Return all lines of the data in which the string "const" occurs.

────────

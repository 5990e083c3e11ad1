//! Application-level errors (wraps domain, registry and extension errors)

use thiserror::Error;

use crate::domain::DomainError;
use crate::extension::{ExtensionError, RegistryError};

/// Application errors wrap domain errors and add application-level context.
#[derive(Error, Debug)]
pub enum ApplicationError {
    #[error("{0}")]
    Domain(#[from] DomainError),

    #[error("config error: {message}")]
    Config { message: String },

    #[error("configuration error: `{command}` has no parent context")]
    MissingParent { command: String },

    #[error("log setup failed for {location}")]
    LogSetup {
        location: String,
        #[source]
        source: std::io::Error,
    },

    #[error("{0}")]
    Registry(#[from] RegistryError),

    #[error("{0}")]
    Extension(#[from] ExtensionError),
}

/// Result type for application layer operations.
pub type ApplicationResult<T> = Result<T, ApplicationError>;
//! Standard exit codes (BSD sysexits.h compatible)

/// Successful termination
pub const OK: i32 = 0;

/// Command line usage error
pub const USAGE: i32 = 64;

/// Data format error
pub const DATAERR: i32 = 65;

/// Internal software error
pub const SOFTWARE: i32 = 70;

/// Can't create output file
pub const CANTCREAT: i32 = 73;

/// Input/output error
pub const IOERR: i32 = 74;

/// Configuration error
pub const CONFIG: i32 = 78;
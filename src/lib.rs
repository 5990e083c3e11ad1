//! kfc data: command-line entry point for market data extensions
//!
//! `kfc data get -s <source>` builds a root [`application::Context`] for the
//! `data` group, derives a child context for `get`, resolves `<source>` in the
//! [`extension::ExtensionRegistry`] and runs the resulting extension once.

pub mod application;
pub mod cli;
pub mod config;
pub mod domain;
pub mod exitcode;
pub mod extension;
pub mod infrastructure;
pub mod util;
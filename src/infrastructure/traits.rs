//! I/O boundary traits for testability
//!
//! These traits abstract the logging collaborators of the command tree,
//! allowing services to be tested with recording implementations.

use std::fs::OpenOptions;
use std::io::{self, Write};

use crate::domain::{Layout, Location, LogLevel, Logger};

/// Logger factory.
pub trait LoggerFactory: Send + Sync {
    /// Create a logger for `name` reporting to `console_location`.
    fn create_logger(&self, name: &str, level: LogLevel, console_location: &Location) -> Logger;
}

/// Runtime log setup for a command group.
pub trait RuntimeLog: Send + Sync {
    /// Prepare the log layout of `location` for the `label` group.
    ///
    /// Called once per group invocation.
    fn setup_log(&self, location: &Location, label: &str) -> io::Result<()>;
}

// ============================================================
// REAL IMPLEMENTATIONS
// ============================================================

/// Loggers forwarding to the process-wide `tracing` subscriber.
#[derive(Debug, Default)]
pub struct TracingLoggerFactory;

impl LoggerFactory for TracingLoggerFactory {
    fn create_logger(&self, name: &str, level: LogLevel, console_location: &Location) -> Logger {
        tracing::trace!(logger = name, %level, console = %console_location, "create logger");
        Logger::new(name, level, console_location)
    }
}

/// Writes a session marker to `<log dir>/<label>.log` of the console location.
#[derive(Debug, Default)]
pub struct ConsoleRuntimeLog;

impl RuntimeLog for ConsoleRuntimeLog {
    fn setup_log(&self, location: &Location, label: &str) -> io::Result<()> {
        let dir = location.layout_dir(Layout::Log);
        std::fs::create_dir_all(&dir)?;

        let path = location.layout_file(Layout::Log, label);
        let mut file = OpenOptions::new().create(true).append(true).open(&path)?;

        let host = hostname::get()
            .map(|h| h.to_string_lossy().into_owned())
            .unwrap_or_else(|_| "unknown".into());
        writeln!(
            file,
            "[{}] session start label={} host={} pid={}",
            chrono::Local::now().format("%Y-%m-%d %H:%M:%S%.3f"),
            label,
            host,
            std::process::id()
        )?;

        tracing::debug!(path = %path.display(), "runtime log ready");
        Ok(())
    }
}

────────

• _RESPONSE BOX_:
pub const OK: i32 = 0;
pub const USAGE: i32 = 64;
pub const DATAERR: i32 = 65;
pub const SOFTWARE: i32 = 70;
pub const CANTCREAT: i32 = 73;
pub const IOERR: i32 = 74;
pub const CONFIG: i32 = 78;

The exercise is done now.